People here have offered much sound advice. My only warning against skipping the parsing tools or just using the Shunting Yard algorithm or a hand rolled recursive decent parser is that little toy languages¹ may someday turn into big actual languages with functions (sin, cos, log) and variables, conditions and for loops.

Flex/Bison may very well be overkill for a small, simple interpreter, but a one off parser+evaluator may cause trouble down the line when changes need to be made or features need to be added. Your situation will vary and you will need to use your judgement; just don't punish other people for your sins ^[2] and build a less than adequate tool.
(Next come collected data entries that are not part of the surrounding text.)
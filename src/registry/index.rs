use anyhow::{Context, Result};
use async_trait::async_trait;
use serde::Deserialize;

use crate::auth::SharedCredentials;
use crate::registry::catalog::scheme_for;
use crate::registry::ListSource;

/// Lister using the registry index fulltext search (`/v1/search`). Requires
/// a search expression; on registries other than DockerHub the expression is
/// prefixed with the registry host, matching how the index service scopes
/// results.
pub struct IndexLister {
    registry: String,
    filter: String,
    insecure: bool,
    creds: SharedCredentials,
}

#[derive(Deserialize)]
struct SearchResults {
    #[serde(default)]
    results: Vec<SearchResult>,
}

#[derive(Deserialize)]
struct SearchResult {
    name: String,
}

impl IndexLister {
    pub fn new(registry: &str, filter: &str, insecure: bool, creds: SharedCredentials) -> Self {
        let filter = if is_dockerhub(registry) {
            filter.to_string()
        } else {
            format!("{}/{}", registry, filter)
        };
        Self {
            registry: registry.to_string(),
            filter,
            insecure,
            creds,
        }
    }

    fn search_host(&self) -> String {
        if is_dockerhub(&self.registry) {
            "https://index.docker.io".to_string()
        } else {
            format!("{}://{}", scheme_for(&self.registry), self.registry)
        }
    }

    fn http_client(&self) -> Result<reqwest::Client> {
        reqwest::Client::builder()
            .danger_accept_invalid_certs(self.insecure)
            .build()
            .context("cannot build HTTP client")
    }
}

#[async_trait]
impl ListSource for IndexLister {
    async fn retrieve(&mut self, max_items: i64) -> Result<Vec<String>> {
        let client = self.http_client()?;

        let mut req = client
            .get(format!("{}/v1/search", self.search_host()))
            .header("Accept", "application/json")
            .query(&[("q", self.filter.as_str())]);
        if max_items > 0 {
            req = req.query(&[("n", max_items.to_string())]);
        }

        {
            let creds = self.creds.lock().await;
            if !creds.username().is_empty() || !creds.password().is_empty() {
                req = req.basic_auth(creds.username(), Some(creds.password()));
            }
        }

        let res: SearchResults = req
            .send()
            .await
            .context("index search failed")?
            .error_for_status()
            .context("index search failed")?
            .json()
            .await?;

        Ok(res.results.into_iter().map(|r| r.name).collect())
    }

    async fn ping(&mut self) -> Result<()> {
        let client = self.http_client()?;
        client
            .get(format!("{}/v1/_ping", self.search_host()))
            .send()
            .await?
            .error_for_status()
            .context("index ping failed")?;
        Ok(())
    }
}

fn is_dockerhub(registry: &str) -> bool {
    registry.is_empty()
        || registry == "docker.com"
        || registry == "docker.io"
        || registry.ends_with(".docker.com")
        || registry.ends_with(".docker.io")
}
//! The tag selection language: verbatim names, semver ranges, regular
//! expressions, keep filters and latest-N reduction, expanded against the
//! live tag list of a source repository.

use std::collections::BTreeSet;
use std::future::Future;

use anyhow::{bail, Context, Result};
use semver::Version;
use tracing::debug;

use crate::util::{self, Matcher};

pub const SEMVER_PREFIX: &str = "semver:";
pub const REGEX_PREFIX: &str = "regex:";
pub const KEEP_PREFIX: &str = "keep:";

const KEEP_LATEST: &str = "latest";

/// A composite tag selector, built from the raw entries of a mapping's
/// `tags` list.
#[derive(Debug, Clone, Default)]
pub struct TagSet {
    verbatim: Vec<String>,
    semver: Vec<SemverRange>,
    regex: Vec<Matcher>,
    keep: Vec<Matcher>,
    keep_latest: Option<usize>,
}

impl TagSet {
    pub fn new(tags: &[String]) -> Result<Self> {
        let mut ret = TagSet::default();
        for t in tags {
            if let Some(range) = t.strip_prefix(SEMVER_PREFIX) {
                ret.semver.push(
                    SemverRange::parse(range)
                        .with_context(|| format!("invalid semver range '{}'", range))?,
                );
            } else if let Some(re) = t.strip_prefix(REGEX_PREFIX) {
                ret.regex.push(Matcher::new(re)?);
            } else if let Some(keep) = t.strip_prefix(KEEP_PREFIX) {
                ret.add_keep(keep)?;
            } else {
                ret.verbatim.push(t.clone());
            }
        }
        Ok(ret)
    }

    fn add_keep(&mut self, keep: &str) -> Result<()> {
        let keep = keep.trim();
        if let Some(count) = keep.strip_prefix(KEEP_LATEST) {
            let count = count.trim();
            if !count.is_empty() {
                let n: usize = count
                    .parse()
                    .with_context(|| format!("invalid keep count '{}'", count))?;
                if self.keep_latest.is_some() {
                    bail!("only one 'keep: latest <n>' entry is allowed");
                }
                self.keep_latest = Some(n);
                return Ok(());
            }
        }
        self.keep.push(Matcher::new(keep)?);
        Ok(())
    }

    pub fn is_empty(&self) -> bool {
        self.verbatim.is_empty()
            && self.semver.is_empty()
            && self.regex.is_empty()
            && self.keep.is_empty()
            && self.keep_latest.is_none()
    }

    pub fn has_verbatim(&self) -> bool {
        !self.verbatim.is_empty()
    }

    pub fn has_semver(&self) -> bool {
        !self.semver.is_empty()
    }

    pub fn has_regex(&self) -> bool {
        !self.regex.is_empty()
    }

    /// Whether expanding this tag set requires the live tag list of the
    /// source repository.
    pub fn needs_expansion(&self) -> bool {
        self.is_empty() || self.has_semver() || self.has_regex()
    }

    /// Expand this tag set into the sorted, deduplicated list of tags to
    /// sync. `lister` is only invoked when the expansion needs the live tag
    /// list.
    pub async fn expand<F, Fut>(&self, lister: F) -> Result<Vec<String>>
    where
        F: FnOnce() -> Fut,
        Fut: Future<Output = Result<Vec<String>>>,
    {
        let mut set: BTreeSet<String> = BTreeSet::new();

        if self.needs_expansion() {
            let tags = lister()
                .await
                .context("failed listing tags during tag set expansion")?;

            if !self.has_semver() && !self.has_regex() {
                // tag set is completely empty
                set.extend(tags);
            } else {
                for t in &tags {
                    if let Some(v) = parse_tolerant(t) {
                        if self.semver.iter().any(|r| r.matches(&v)) {
                            set.insert(t.clone());
                            continue;
                        }
                    }
                    if self.regex.iter().any(|m| m.matches(t)) {
                        set.insert(t.clone());
                    }
                }
            }
        }

        // verbatim tags go in unconditionally: they need not exist on the
        // source, which allows exact-name sync even when listing is denied
        if self.has_verbatim() {
            debug!("verbatim tags: {:?}", self.verbatim);
            set.extend(self.verbatim.iter().cloned());
        }

        if !self.keep.is_empty() {
            set.retain(|t| self.keep.iter().all(|k| k.matches(t)));
        }

        let set = self.apply_keep_latest(set);

        Ok(set.into_iter().collect())
    }

    /// Retain at most N tags. When the set contains parseable semvers, the N
    /// highest versions survive and non-semver tags pass through untouched;
    /// otherwise the lexicographically last N survive.
    fn apply_keep_latest(&self, set: BTreeSet<String>) -> BTreeSet<String> {
        let n = match self.keep_latest {
            Some(n) if n > 0 => n,
            _ => return set,
        };

        let mut versions: Vec<(Version, String)> = Vec::new();
        let mut rest: BTreeSet<String> = BTreeSet::new();

        for t in set {
            match parse_tolerant(&t) {
                Some(v) => versions.push((v, t)),
                None => {
                    rest.insert(t);
                }
            }
        }

        if versions.is_empty() {
            let len = rest.len();
            return rest.into_iter().skip(len.saturating_sub(n)).collect();
        }

        versions.sort_by(|a, b| b.0.cmp(&a.0));
        rest.extend(versions.into_iter().take(n).map(|(_, t)| t));
        rest
    }
}

/// A blang-style semver range: comparators separated by whitespace form a
/// conjunction, `||` separates alternatives. Pre-release versions take part
/// in ordinary version ordering, so `>=1.31.0 <1.32.0` accepts
/// `1.31.1-musl`.
#[derive(Debug, Clone)]
pub struct SemverRange {
    groups: Vec<Vec<Comparator>>,
}

#[derive(Debug, Clone)]
struct Comparator {
    op: Op,
    version: Version,
}

#[derive(Debug, Clone, Copy, PartialEq)]
enum Op {
    Eq,
    Ne,
    Lt,
    Le,
    Gt,
    Ge,
}

impl SemverRange {
    pub fn parse(expr: &str) -> Result<Self> {
        let mut groups = Vec::new();
        for group in expr.split("||") {
            let mut comparators = Vec::new();
            for term in group.split_whitespace() {
                comparators.push(Comparator::parse(term)?);
            }
            if comparators.is_empty() {
                bail!("empty range expression");
            }
            groups.push(comparators);
        }
        Ok(Self { groups })
    }

    pub fn matches(&self, v: &Version) -> bool {
        self.groups
            .iter()
            .any(|g| g.iter().all(|c| c.matches(v)))
    }
}

impl Comparator {
    fn parse(term: &str) -> Result<Self> {
        let (op, rest) = if let Some(r) = term.strip_prefix(">=") {
            (Op::Ge, r)
        } else if let Some(r) = term.strip_prefix("<=") {
            (Op::Le, r)
        } else if let Some(r) = term.strip_prefix("!=") {
            (Op::Ne, r)
        } else if let Some(r) = term.strip_prefix("==") {
            (Op::Eq, r)
        } else if let Some(r) = term.strip_prefix('>') {
            (Op::Gt, r)
        } else if let Some(r) = term.strip_prefix('<') {
            (Op::Lt, r)
        } else if let Some(r) = term.strip_prefix('=') {
            (Op::Eq, r)
        } else {
            (Op::Eq, term)
        };

        let version = parse_tolerant(rest)
            .with_context(|| format!("invalid version in range term '{}'", term))?;

        Ok(Self { op, version })
    }

    fn matches(&self, v: &Version) -> bool {
        match self.op {
            Op::Eq => *v == self.version,
            Op::Ne => *v != self.version,
            Op::Lt => *v < self.version,
            Op::Le => *v <= self.version,
            Op::Gt => *v > self.version,
            Op::Ge => *v >= self.version,
        }
    }
}

/// Parse a version leniently: a leading `v` is stripped and missing minor or
/// patch components are padded with zeroes, so `1.31` parses as `1.31.0`.
/// Returns `None` for strings that are not versions at all.
pub fn parse_tolerant(s: &str) -> Option<Version> {
    let s = s.trim();
    let s = s.strip_prefix('v').unwrap_or(s);

    if let Ok(v) = Version::parse(s) {
        return Some(v);
    }

    // pad the numeric core to three components, keeping any pre-release or
    // build suffix
    let core_end = s.find(['-', '+']).unwrap_or(s.len());
    let (core, suffix) = s.split_at(core_end);
    let missing = 2usize.saturating_sub(core.matches('.').count());
    let padded = format!("{}{}{}", core, ".0".repeat(missing), suffix);

    Version::parse(&padded).ok()
}

/// A list of image digests from a mapping's tag entries, synced verbatim and
/// bypassing tag expansion. Skopeo rejects references carrying both a tag
/// and a digest, so digests travel separately from the tag set.
#[derive(Debug, Clone, Default)]
pub struct DigestList {
    digests: Vec<String>,
}

impl DigestList {
    pub fn new(digests: &[String]) -> Result<Self> {
        for d in digests {
            if !is_valid_digest(d) {
                bail!("invalid digest '{}': expected sha256:<64 lowercase hex>", d);
            }
        }
        Ok(Self {
            digests: digests.to_vec(),
        })
    }

    pub fn is_empty(&self) -> bool {
        self.digests.is_empty()
    }

    pub fn iter(&self) -> impl Iterator<Item = &String> {
        self.digests.iter()
    }
}

fn is_valid_digest(d: &str) -> bool {
    match d.strip_prefix(util::DIGEST_PREFIX) {
        Some(hex) => hex.len() == 64 && hex.chars().all(|c| c.is_ascii_hexdigit() && !c.is_ascii_uppercase()),
        None => false,
    }
}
My favorite tool for parsing

The best tool in the world for the job is the Parsec library (for recursive decent parsers) which comes with the programming language Haskell. It looks a lot like BNF, or like some specialized tool or domain specific language for parsing (sample code [3]), but it is in fact just a regular library in Haskell, meaning that it compiles in the same build step as the rest of your Haskell code, and you can write arbitrary Haskell code and call that within your parser, and you can mix and match other libraries all in the same code. (Embedding a parsing language like this in a language other than Haskell results in loads of syntactic cruft, by the way. I did this in C# and it works quite well but it is not so pretty and succinct.)

Notes:

1 Richard Stallman says, in Why you should not use Tcl

The principal lesson of Emacs is that a language for extensions should not be a mere "extension language". It should be a real programming language, designed for writing and maintaining substantial programs. Because people will want to do that!

[2] Yes, I am forever scarred from using that "language".
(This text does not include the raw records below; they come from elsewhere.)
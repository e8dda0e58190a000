use base64::engine::general_purpose::URL_SAFE_NO_PAD;
use base64::Engine;
use chrono::{DateTime, TimeZone, Utc};
use serde::Deserialize;
use tracing::debug;

/// An opaque bearer token. When the raw string is a JWT, its payload is
/// decoded (without signature verification, we only consume our own
/// provider's tokens) to track expiry and a few informational claims.
#[derive(Debug, Clone)]
pub struct Token {
    raw: String,
    issuer: String,
    scope: String,
    audience: String,
    issue: Option<DateTime<Utc>>,
    expiry: Option<DateTime<Utc>>,
    valid: bool,
}

#[derive(Deserialize, Default)]
struct Claims {
    #[serde(default)]
    iss: String,
    #[serde(default)]
    scope: String,
    #[serde(default)]
    aud: serde_json::Value,
    #[serde(default)]
    iat: Option<i64>,
    #[serde(default)]
    exp: Option<i64>,
}

impl Token {
    pub fn new(raw: &str) -> Self {
        let mut ret = Self {
            raw: raw.to_string(),
            issuer: String::new(),
            scope: String::new(),
            audience: String::new(),
            issue: None,
            expiry: None,
            valid: false,
        };
        ret.decode();
        ret
    }

    pub fn raw(&self) -> &str {
        &self.raw
    }

    pub fn issuer(&self) -> &str {
        &self.issuer
    }

    pub fn scope(&self) -> &str {
        &self.scope
    }

    pub fn audience(&self) -> &str {
        &self.audience
    }

    pub fn is_valid(&self) -> bool {
        self.valid
    }

    pub fn is_expired(&self) -> bool {
        match self.expiry {
            Some(exp) if self.valid => Utc::now() > exp,
            _ => true,
        }
    }

    fn decode(&mut self) {
        debug!("decoding token");

        // JWT payload is the middle of three base64url segments
        let mut parts = self.raw.split('.');
        let payload = match (parts.next(), parts.next(), parts.next(), parts.next()) {
            (Some(_), Some(p), Some(_), None) => p,
            _ => {
                debug!("not a JWT, treating token as opaque");
                return;
            }
        };

        let data = match URL_SAFE_NO_PAD.decode(payload) {
            Ok(d) => d,
            Err(e) => {
                debug!("could not decode token payload: {}", e);
                return;
            }
        };

        let claims: Claims = match serde_json::from_slice(&data) {
            Ok(c) => c,
            Err(e) => {
                debug!("could not parse token claims: {}", e);
                return;
            }
        };

        self.issuer = claims.iss;
        self.scope = claims.scope;
        self.audience = match claims.aud {
            serde_json::Value::String(s) => s,
            other => other.to_string(),
        };
        self.issue = claims.iat.and_then(|t| Utc.timestamp_opt(t, 0).single());
        self.expiry = claims.exp.and_then(|t| Utc.timestamp_opt(t, 0).single());
        self.valid = true;

        if let Some(exp) = self.expiry {
            debug!("token decoded, valid until {}", exp);
        }
    }
}

#[cfg(test)]
mod tests {
    use super::*;

    fn make_jwt(claims: serde_json::Value) -> String {
        let header = URL_SAFE_NO_PAD.encode(r#"{"alg":"HS256","typ":"JWT"}"#);
        let payload = URL_SAFE_NO_PAD.encode(claims.to_string());
        format!("{}.{}.c2lnbmF0dXJl", header, payload)
    }

    #[test]
    fn test_decodes_jwt_claims() {
        let exp = (Utc::now() + chrono::Duration::hours(1)).timestamp();
        let token = Token::new(&make_jwt(serde_json::json!({
            "iss": "hub.docker.com",
            "aud": "registry",
            "exp": exp,
            "iat": exp - 3600,
        })));
        assert!(token.is_valid());
        assert!(!token.is_expired());
        assert_eq!(token.issuer(), "hub.docker.com");
        assert_eq!(token.audience(), "registry");
    }

    #[test]
    fn test_expired_jwt() {
        let token = Token::new(&make_jwt(serde_json::json!({
            "exp": (Utc::now() - chrono::Duration::hours(1)).timestamp(),
        })));
        assert!(token.is_valid());
        assert!(token.is_expired());
    }

    #[test]
    fn test_opaque_token_counts_as_expired() {
        let token = Token::new("not-a-jwt");
        assert!(!token.is_valid());
        assert!(token.is_expired());
        assert_eq!(token.raw(), "not-a-jwt");
    }
}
Also note that when I submitted this entry, the preview was correct, but SO's less than adequate parser ate my close anchor tag on the first paragraph, proving that parsers are not something to be trifled with because if you use regexes and one off hacks you will probably get something subtle and small wrong.

[3] Snippet of a Haskell parser using Parsec: a four function calculator extended with exponents, parentheses, whitespace for multiplication, and constants (like pi and e).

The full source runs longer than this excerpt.